Any setback, any humiliation, any perceived foible or failure possibly seen by others, any heartbreak, any loss of possession, any separation of affection and touch, or even the sense of abject failure need not go unpurposed, unused, or wasted in the pursuit of this Communion of Love. The Spirit of God gives us fruits of grace especially in these humble moments when the consolations dry up and the earthly happiness ceases. The rains of grace shall come again, and the new day shall dawn once more and break from on high. This temporal winter so too shall pass. And even in these dry moments, there Love is.
"Love and truth will meet; justice and peace shall kiss. Truth will spring from the earth; justice shall look down from heaven." Psalm 85:11-12
And so it is, Love through Communion and Communion through selfless love. It isn't so much that we go wandering the world in search of Love in all the wrong places; it is that we have forgotten that it wasn't we who first loved but that we must realize that we must first be loved before we can learn to speak adequately in the language demanded by Love and of the One who created us. No single response is exactly the same to the demands of love. And those demands, which may seem high and distant at times or number many, distill into each the basic callings that each person receives as the seed to their very "vocation to love," as St. Therese of Lisieux once said.

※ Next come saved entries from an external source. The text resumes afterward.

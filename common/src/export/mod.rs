//! Export core modules shared by the CLI exporters.

#[cfg(feature = "excel")]
pub mod excel_core;
//! Excel台帳生成（CLI版）

use crate::error::{Result, VerigrainError};
use std::path::Path;
use verigrain_common::export::excel_core::generate_ledger_buffer;
use verigrain_common::AuditRecord;

pub fn generate_excel(records: &[AuditRecord], output_path: &Path, title: &str) -> Result<()> {
    let buffer = generate_ledger_buffer(records, title).map_err(VerigrainError::ExcelGeneration)?;
    std::fs::write(output_path, buffer)
        .map_err(|e| VerigrainError::ExcelGeneration(format!("Excel保存エラー: {}", e)))?;
    Ok(())
}
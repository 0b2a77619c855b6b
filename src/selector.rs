//! 照合基準の選択
//!
//! `--variety` / `--shape` が無い場合は対話式で品種を選ぶ。

use crate::cli::StandardArgs;
use crate::error::{Result, VerigrainError};
use dialoguer::Select;
use std::io::IsTerminal;
use verigrain_common::{GrainShape, Standard, VarietyTable};

pub const DEFINE_NEW_VARIETY: &str = "➕ DEFINE NEW VARIETY";

/// 選択肢（プリセット + 新品種定義）
pub fn menu_items(table: &VarietyTable) -> Vec<String> {
    let mut items: Vec<String> = table.names().into_iter().map(String::from).collect();
    items.push(DEFINE_NEW_VARIETY.to_string());
    items
}

/// 引数から基準を決定（未指定なら対話選択）
pub fn resolve_standard(args: &StandardArgs, table: &VarietyTable) -> Result<Standard> {
    if let Some(name) = &args.variety {
        return Ok(table.lookup(name)?);
    }
    if let Some(shape) = args.shape {
        return Ok(shape.standard());
    }

    if !std::io::stdin().is_terminal() {
        return Err(VerigrainError::Config(
            "--variety または --shape を指定してください".into(),
        ));
    }

    select_standard_interactive(table)
}

fn select_standard_interactive(table: &VarietyTable) -> Result<Standard> {
    let items = menu_items(table);
    let choice = Select::new()
        .with_prompt("🍚 Calibration Standard: Select Rice Variety")
        .items(&items)
        .default(0)
        .interact()
        .map_err(|e| VerigrainError::Config(e.to_string()))?;

    if let Some(entry) = table.entries().get(choice) {
        return Ok(entry.standard());
    }

    println!("Manual Calibration Mode");
    let shapes: Vec<&str> = GrainShape::ALL.iter().map(|s| s.label()).collect();
    let shape_idx = Select::new()
        .with_prompt("What shape is this rice SUPPOSED to be?")
        .items(&shapes)
        .default(0)
        .interact()
        .map_err(|e| VerigrainError::Config(e.to_string()))?;

    Ok(GrainShape::ALL[shape_idx].standard())
}
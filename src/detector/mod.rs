pub mod cache;
mod command;
mod sidecar;

pub use cache::CacheFile;
pub use command::CommandDetector;
pub use sidecar::SidecarDetector;

use crate::config::Config;
use crate::error::{Result, VerigrainError};
use std::path::Path;
use std::time::Duration;
use verigrain_common::Detection;

/// 検出バックエンド
#[derive(Debug, Clone)]
pub enum Detector {
    /// 外部検出器プロセス
    Command(CommandDetector),
    /// 事前計算済みJSON
    Sidecar(SidecarDetector),
}

impl Detector {
    /// 設定から検出器を構築
    ///
    /// `detections` を指定した場合、またはフォルダ内に検出結果JSONを置く運用では
    /// 検出器プロセスを起動しない。
    pub fn from_config(config: &Config, detections: Option<&Path>, sidecar: bool) -> Result<Self> {
        if detections.is_some() || sidecar {
            return Ok(Detector::Sidecar(SidecarDetector::new(
                detections.map(Path::to_path_buf),
            )));
        }

        let detector = CommandDetector::new(
            config.detector_command.clone(),
            config.detector_args.clone(),
            &config.model_path,
            config.confidence_threshold,
            Duration::from_secs(config.timeout_seconds),
        )?;
        Ok(Detector::Command(detector))
    }

    /// キャッシュ識別子（モデルパス + 検出器に渡す信頼度）。事前計算済みJSONはキャッシュしない
    pub fn cache_key(&self) -> Option<String> {
        match self {
            Detector::Command(d) => Some(format!("{}@conf={:.2}", d.model_path().display(), d.confidence())),
            Detector::Sidecar(_) => None,
        }
    }

    /// 明示指定の検出結果ファイルは画像1枚にしか使えない
    pub fn check_image_count(&self, count: usize) -> Result<()> {
        match self {
            Detector::Sidecar(d) if d.is_explicit() && count > 1 => Err(VerigrainError::Config(format!(
                "--detections は画像1枚の監査専用です（{}枚検出）。フォルダには --sidecar を使用してください",
                count
            ))),
            _ => Ok(()),
        }
    }

    pub async fn detect(&self, image: &Path) -> Result<Vec<Detection>> {
        match self {
            Detector::Command(d) => d.detect(image).await,
            Detector::Sidecar(d) => d.detect(image),
        }
    }
}

#[cfg(test)]
mod tests {
    use super::*;
    use std::path::PathBuf;

    #[test]
    fn test_from_config_missing_model() {
        let config = Config {
            model_path: PathBuf::from("/nonexistent/best.pt"),
            ..Default::default()
        };
        let result = Detector::from_config(&config, None, false);
        assert!(matches!(result, Err(VerigrainError::ModelUnavailable(_))));
    }

    #[test]
    fn test_from_config_detections_skip_model() {
        let config = Config {
            model_path: PathBuf::from("/nonexistent/best.pt"),
            ..Default::default()
        };
        let detector = Detector::from_config(&config, Some(Path::new("d.json")), false).unwrap();
        assert!(matches!(detector, Detector::Sidecar(_)));
        assert!(detector.cache_key().is_none());
    }

    #[test]
    fn test_explicit_detections_single_image_only() {
        let explicit = Detector::Sidecar(SidecarDetector::new(Some(PathBuf::from("d.json"))));
        assert!(explicit.check_image_count(1).is_ok());
        assert!(matches!(explicit.check_image_count(2), Err(VerigrainError::Config(_))));

        let beside = Detector::Sidecar(SidecarDetector::default());
        assert!(beside.check_image_count(5).is_ok());
    }

    #[test]
    fn test_cache_key_tracks_threshold() {
        let dir = tempfile::tempdir().unwrap();
        let model = dir.path().join("best.pt");
        std::fs::write(&model, b"weights").unwrap();

        let strict = Config {
            model_path: model.clone(),
            confidence_threshold: 0.7,
            ..Default::default()
        };
        let loose = Config {
            confidence_threshold: 0.5,
            ..strict.clone()
        };

        let strict_key = Detector::from_config(&strict, None, false).unwrap().cache_key().unwrap();
        let loose_key = Detector::from_config(&loose, None, false).unwrap().cache_key().unwrap();
        assert_ne!(strict_key, loose_key);
        assert!(loose_key.ends_with("@conf=0.50"));
    }
}
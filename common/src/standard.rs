//! 品種基準モジュール
//!
//! 品種名 → 対象ラベル集合の対応表。プリセット表または手動の粒形指定から
//! `Standard` を得る。

use crate::error::{Error, Result};
use crate::purity::normalize_label;
use serde::{Deserialize, Serialize};
use std::collections::BTreeSet;
use std::fmt;

/// 照合基準
#[derive(Debug, Clone, PartialEq, Eq, Serialize, Deserialize)]
pub struct Standard {
    pub name: String,
    /// 対象として数えるラベル
    pub targets: BTreeSet<String>,
    /// 混入物ラベル（表示用。判定には targets のみを使う）
    #[serde(default)]
    pub adulterants: BTreeSet<String>,
}

impl Standard {
    pub fn new(name: impl Into<String>, targets: &[&str], adulterants: &[&str]) -> Self {
        Self {
            name: name.into(),
            targets: targets.iter().map(|s| s.to_string()).collect(),
            adulterants: adulterants.iter().map(|s| s.to_string()).collect(),
        }
    }

    pub fn is_target(&self, label: &str) -> bool {
        self.targets.contains(label)
    }

    /// "Expecting [premium]" 形式のキャプション
    pub fn describe(&self) -> String {
        let targets: Vec<&str> = self.targets.iter().map(String::as_str).collect();
        format!("Expecting [{}]", targets.join(", "))
    }
}

/// 手動定義モードの粒形
#[derive(Debug, Clone, Copy, PartialEq, Eq, Serialize, Deserialize)]
#[serde(rename_all = "snake_case")]
pub enum GrainShape {
    Long,
    Medium,
    ShortRound,
}

impl GrainShape {
    pub const ALL: [GrainShape; 3] = [GrainShape::Long, GrainShape::Medium, GrainShape::ShortRound];

    pub fn label(&self) -> &'static str {
        match self {
            GrainShape::Long => "Long Grain",
            GrainShape::Medium => "Medium Grain",
            GrainShape::ShortRound => "Short/Round Grain",
        }
    }

    /// 粒形から基準を生成
    pub fn standard(&self) -> Standard {
        match self {
            GrainShape::Long => Standard::new("Custom Variety", &["premium"], &["mid", "low"]),
            GrainShape::Medium => Standard::new("Custom Variety", &["mid", "medium"], &["low"]),
            GrainShape::ShortRound => Standard::new("Custom Variety", &["low"], &[]),
        }
    }
}

impl std::str::FromStr for GrainShape {
    type Err = String;

    fn from_str(s: &str) -> std::result::Result<Self, Self::Err> {
        match s.to_lowercase().as_str() {
            "long" | "long-grain" | "l" => Ok(GrainShape::Long),
            "medium" | "medium-grain" | "mid" | "m" => Ok(GrainShape::Medium),
            "short" | "round" | "short-round" | "s" => Ok(GrainShape::ShortRound),
            _ => Err(format!("Unknown grain shape: {}. Use long, medium, or short", s)),
        }
    }
}

impl fmt::Display for GrainShape {
    fn fmt(&self, f: &mut fmt::Formatter<'_>) -> fmt::Result {
        f.write_str(self.label())
    }
}

/// 品種表の1行
#[derive(Debug, Clone, PartialEq, Eq, Serialize, Deserialize)]
pub struct VarietyEntry {
    pub name: String,
    /// 部分一致で使うキーワード（小文字）
    #[serde(default)]
    pub keywords: Vec<String>,
    pub targets: Vec<String>,
    #[serde(default)]
    pub adulterants: Vec<String>,
}

impl VarietyEntry {
    fn preset(name: &str, keywords: &[&str], targets: &[&str], adulterants: &[&str]) -> Self {
        Self {
            name: name.to_string(),
            keywords: keywords.iter().map(|s| s.to_string()).collect(),
            targets: targets.iter().map(|s| s.to_string()).collect(),
            adulterants: adulterants.iter().map(|s| s.to_string()).collect(),
        }
    }

    pub fn standard(&self) -> Standard {
        Standard {
            name: self.name.clone(),
            targets: self.targets.iter().cloned().collect(),
            adulterants: self.adulterants.iter().cloned().collect(),
        }
    }
}

/// 評価時と同じ正規化（"medium" → "mid"）を掛けて重複を除く
fn normalize_labels(labels: &mut Vec<String>) {
    let mut seen = BTreeSet::new();
    labels.retain_mut(|label| {
        *label = normalize_label(label).to_string();
        seen.insert(label.clone())
    });
}

/// 不変の品種表
///
/// 呼び出し側で生成して評価処理に渡す。
#[derive(Debug, Clone, PartialEq, Eq)]
pub struct VarietyTable {
    entries: Vec<VarietyEntry>,
}

impl Default for VarietyTable {
    fn default() -> Self {
        Self::presets()
    }
}

impl VarietyTable {
    /// 組み込みプリセット
    pub fn presets() -> Self {
        Self {
            entries: vec![
                VarietyEntry::preset("Basmati (Premium)", &["basmati"], &["premium"], &["mid", "low"]),
                VarietyEntry::preset("Jasmine Rice", &["jasmine"], &["premium"], &["mid", "low"]),
                VarietyEntry::preset("Sona Masoori", &["sona"], &["mid", "medium"], &["low"]),
                VarietyEntry::preset("Ponni Rice", &["ponni"], &["mid", "medium"], &["low"]),
                VarietyEntry::preset("Matta / Parboiled", &["matta", "parboiled"], &["mid", "medium"], &["low"]),
                VarietyEntry::preset("Idli / Dosa Rice", &["idli", "dosa"], &["low", "mid"], &[]),
            ],
        }
    }

    /// JSONファイルから読み込み（プリセットを置き換える）
    pub fn from_file(path: &std::path::Path) -> Result<Self> {
        let content = std::fs::read_to_string(path)?;
        Self::from_json(&content)
    }

    /// JSON文字列から読み込み
    pub fn from_json(json: &str) -> Result<Self> {
        let mut entries: Vec<VarietyEntry> = serde_json::from_str(json)?;
        if entries.is_empty() {
            return Err(Error::Config("品種表が空です".into()));
        }
        if let Some(entry) = entries.iter().find(|e| e.targets.is_empty()) {
            return Err(Error::Config(format!("対象ラベルがありません: {}", entry.name)));
        }
        for entry in &mut entries {
            normalize_labels(&mut entry.targets);
            normalize_labels(&mut entry.adulterants);
        }
        Ok(Self { entries })
    }

    pub fn entries(&self) -> &[VarietyEntry] {
        &self.entries
    }

    pub fn names(&self) -> Vec<&str> {
        self.entries.iter().map(|e| e.name.as_str()).collect()
    }

    /// 品種名から基準を引く（完全一致 → キーワード部分一致）
    pub fn lookup(&self, name: &str) -> Result<Standard> {
        let query = name.trim().to_lowercase();
        if query.is_empty() {
            return Err(Error::UnknownVariety(name.to_string()));
        }

        if let Some(entry) = self.entries.iter().find(|e| e.name.to_lowercase() == query) {
            return Ok(entry.standard());
        }

        self.entries
            .iter()
            .find(|e| e.keywords.iter().any(|k| query.contains(k.as_str())))
            .map(VarietyEntry::standard)
            .ok_or_else(|| Error::UnknownVariety(name.to_string()))
    }
}
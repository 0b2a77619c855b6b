use clap::{Args, Parser, Subcommand};
use std::path::PathBuf;
use verigrain_common::{GrainShape, UserMode};

#[derive(Parser)]
#[command(name = "verigrain")]
#[command(about = "米粒写真の純度監査ツール", long_about = None)]
pub struct Cli {
    #[command(subcommand)]
    pub command: Commands,

    /// 詳細ログを出力
    #[arg(short, long, global = true)]
    pub verbose: bool,
}

/// 照合基準の指定（未指定なら対話選択）
#[derive(Args, Clone, Debug, Default)]
pub struct StandardArgs {
    /// 品種名 (例: basmati, "Sona Masoori")
    #[arg(long, conflicts_with = "shape")]
    pub variety: Option<String>,

    /// 新品種の粒形 (long/medium/short)
    #[arg(long)]
    pub shape: Option<GrainShape>,

    /// 利用モード (consumer/industry)
    #[arg(short, long)]
    pub mode: Option<UserMode>,
}

#[derive(Subcommand)]
pub enum Commands {
    /// 写真（またはフォルダ）を監査してJSON台帳を出力
    Audit {
        /// 画像ファイルまたはフォルダのパス
        #[arg(required = true)]
        path: PathBuf,

        #[command(flatten)]
        standard: StandardArgs,

        /// 検出結果JSON（指定時は検出器を起動しない）
        #[arg(short, long)]
        detections: Option<PathBuf>,

        /// 画像と同名の `.json` から検出結果を読む
        #[arg(long, conflicts_with = "detections")]
        sidecar: bool,

        /// 出力JSONファイル（デフォルト: audit.json）
        #[arg(short, long)]
        output: Option<PathBuf>,

        /// キャッシュを使用（再検出をスキップ）
        #[arg(long)]
        use_cache: bool,

        /// サブフォルダも再帰的にスキャン
        #[arg(short = 'r', long)]
        recursive: bool,
    },

    /// 監査からレポート出力まで一括実行
    Run {
        /// 画像ファイルまたはフォルダのパス
        #[arg(required = true)]
        path: PathBuf,

        #[command(flatten)]
        standard: StandardArgs,

        /// 検出結果JSON（指定時は検出器を起動しない）
        #[arg(short, long)]
        detections: Option<PathBuf>,

        /// 画像と同名の `.json` から検出結果を読む
        #[arg(long, conflicts_with = "detections")]
        sidecar: bool,

        /// 出力形式 (json/pdf/excel/card/all)
        #[arg(short, long, default_value = "pdf")]
        format: ExportFormat,

        /// 出力ファイル/ディレクトリ
        #[arg(short, long)]
        output: Option<PathBuf>,

        /// レポートタイトル
        #[arg(short, long, default_value = "Grain Audit Report")]
        title: String,

        /// PDF画像品質 (high/medium/low)
        #[arg(long, default_value = "medium")]
        pdf_quality: PdfQuality,

        /// キャッシュを使用（再検出をスキップ）
        #[arg(long)]
        use_cache: bool,

        /// サブフォルダも再帰的にスキャン
        #[arg(short = 'r', long)]
        recursive: bool,
    },

    /// JSON台帳からレポートを生成
    Export {
        /// 入力JSONファイル
        #[arg(required = true)]
        input: PathBuf,

        /// 出力形式 (json/pdf/excel/card/all)
        #[arg(short, long, default_value = "all")]
        format: ExportFormat,

        /// 出力ファイル/ディレクトリ
        #[arg(short, long)]
        output: Option<PathBuf>,

        /// レポートタイトル
        #[arg(short, long, default_value = "Grain Audit Report")]
        title: String,

        /// PDF画像品質 (high/medium/low)
        #[arg(long, default_value = "medium")]
        pdf_quality: PdfQuality,
    },

    /// 形状ラベルを直接評価
    Evaluate {
        /// 形状ラベル（カンマ区切り）
        #[arg(required = true, value_delimiter = ',')]
        labels: Vec<String>,

        #[command(flatten)]
        standard: StandardArgs,
    },

    /// 品種基準の一覧を表示
    Varieties,

    /// 設定を表示/編集
    Config {
        /// 検出モデルのパスを設定
        #[arg(long)]
        set_model: Option<PathBuf>,

        /// 検出器コマンドを設定
        #[arg(long)]
        set_detector: Option<String>,

        /// 検出器の追加引数（--set-detector と併用）
        #[arg(long, requires = "set_detector")]
        detector_arg: Vec<String>,

        /// 設定を表示
        #[arg(long)]
        show: bool,
    },

    /// 検出キャッシュ管理
    Cache {
        /// キャッシュを削除
        #[arg(long)]
        clear: bool,

        /// 対象フォルダ（省略時はカレント）
        #[arg(short, long)]
        folder: Option<PathBuf>,

        /// キャッシュ情報を表示
        #[arg(long)]
        info: bool,
    },
}

#[derive(Clone, Copy, Debug, Default, PartialEq, Eq)]
pub enum ExportFormat {
    Json,
    #[default]
    Pdf,
    Excel,
    Card,
    All,
}

impl ExportFormat {
    pub fn includes(&self, other: ExportFormat) -> bool {
        *self == ExportFormat::All || *self == other
    }
}

impl std::str::FromStr for ExportFormat {
    type Err = String;

    fn from_str(s: &str) -> Result<Self, Self::Err> {
        match s.to_lowercase().as_str() {
            "json" => Ok(ExportFormat::Json),
            "pdf" => Ok(ExportFormat::Pdf),
            "excel" | "xlsx" => Ok(ExportFormat::Excel),
            "card" | "png" => Ok(ExportFormat::Card),
            "all" => Ok(ExportFormat::All),
            _ => Err(format!("Unknown format: {}. Use json, pdf, excel, card, or all", s)),
        }
    }
}

/// PDF画像品質設定
#[derive(Clone, Copy, Debug, Default)]
pub enum PdfQuality {
    /// 高品質: 1400px, 85%
    High,
    /// 中品質: 800px, 75%（デフォルト）
    #[default]
    Medium,
    /// 低品質: 500px, 60%
    Low,
}

impl PdfQuality {
    /// 最大ピクセル幅
    pub fn max_width(&self) -> u32 {
        match self {
            PdfQuality::High => 1400,
            PdfQuality::Medium => 800,
            PdfQuality::Low => 500,
        }
    }

    /// JPEG品質 (0-100)
    pub fn jpeg_quality(&self) -> u8 {
        match self {
            PdfQuality::High => 85,
            PdfQuality::Medium => 75,
            PdfQuality::Low => 60,
        }
    }
}

impl std::str::FromStr for PdfQuality {
    type Err = String;

    fn from_str(s: &str) -> Result<Self, Self::Err> {
        match s.to_lowercase().as_str() {
            "high" | "h" => Ok(PdfQuality::High),
            "medium" | "med" | "m" => Ok(PdfQuality::Medium),
            "low" | "l" => Ok(PdfQuality::Low),
            _ => Err(format!("Unknown quality: {}. Use high, medium, or low", s)),
        }
    }
}

impl std::fmt::Display for PdfQuality {
    fn fmt(&self, f: &mut std::fmt::Formatter<'_>) -> std::fmt::Result {
        match self {
            PdfQuality::High => write!(f, "high"),
            PdfQuality::Medium => write!(f, "medium"),
            PdfQuality::Low => write!(f, "low"),
        }
    }
}

#[cfg(test)]
mod tests {
    use super::*;
    use clap::CommandFactory;

    #[test]
    fn test_cli_definition() {
        Cli::command().debug_assert();
    }

    #[test]
    fn test_parse_evaluate_labels() {
        let cli = Cli::try_parse_from([
            "verigrain", "evaluate", "premium,premium,low", "--variety", "basmati", "-m", "industry",
        ])
        .unwrap();
        match cli.command {
            Commands::Evaluate { labels, standard } => {
                assert_eq!(labels, vec!["premium", "premium", "low"]);
                assert_eq!(standard.variety.as_deref(), Some("basmati"));
                assert_eq!(standard.mode, Some(UserMode::Industry));
            }
            _ => panic!("evaluate として解釈されていない"),
        }
    }

    #[test]
    fn test_variety_conflicts_with_shape() {
        let result = Cli::try_parse_from([
            "verigrain", "evaluate", "low", "--variety", "ponni", "--shape", "long",
        ]);
        assert!(result.is_err());
    }

    #[test]
    fn test_sidecar_conflicts_with_detections() {
        let result = Cli::try_parse_from([
            "verigrain", "audit", "photos", "--sidecar", "-d", "dets.json",
        ]);
        assert!(result.is_err());

        let cli = Cli::try_parse_from(["verigrain", "run", "photos", "--sidecar", "-f", "all"]).unwrap();
        match cli.command {
            Commands::Run { sidecar, format, .. } => {
                assert!(sidecar);
                assert_eq!(format, ExportFormat::All);
            }
            _ => panic!("run として解釈されていない"),
        }
    }

    #[test]
    fn test_export_format_includes() {
        assert!(ExportFormat::All.includes(ExportFormat::Card));
        assert!(ExportFormat::Pdf.includes(ExportFormat::Pdf));
        assert!(!ExportFormat::Pdf.includes(ExportFormat::Excel));
        assert!("xlsx".parse::<ExportFormat>().unwrap() == ExportFormat::Excel);
    }
}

"In this is love brought to perfection among us, that we have confidence on the day of judgment because as he is, so are we in this world. There is no fear in love, but perfect love drives out fear because fear has to do with punishment, and so one who fears is not yet perfect in love. We love because he first loved us." 1 John 4:17-19
Her struggle to win herself over to her "Little Way" is as legendary as it is simple: to be all things to all, she must first be love for the other in her own distinct, simple, child-like way. She was not everything, and yet through Love's massive expanse she became, through the Communion of Love and through the Faith and Hope she professed, the Love she desired so much. She did not allow the stumbling block of fear to obscure the "lamp upon [her] feet" and "light of [her] path" (cf. Psalm 119:105).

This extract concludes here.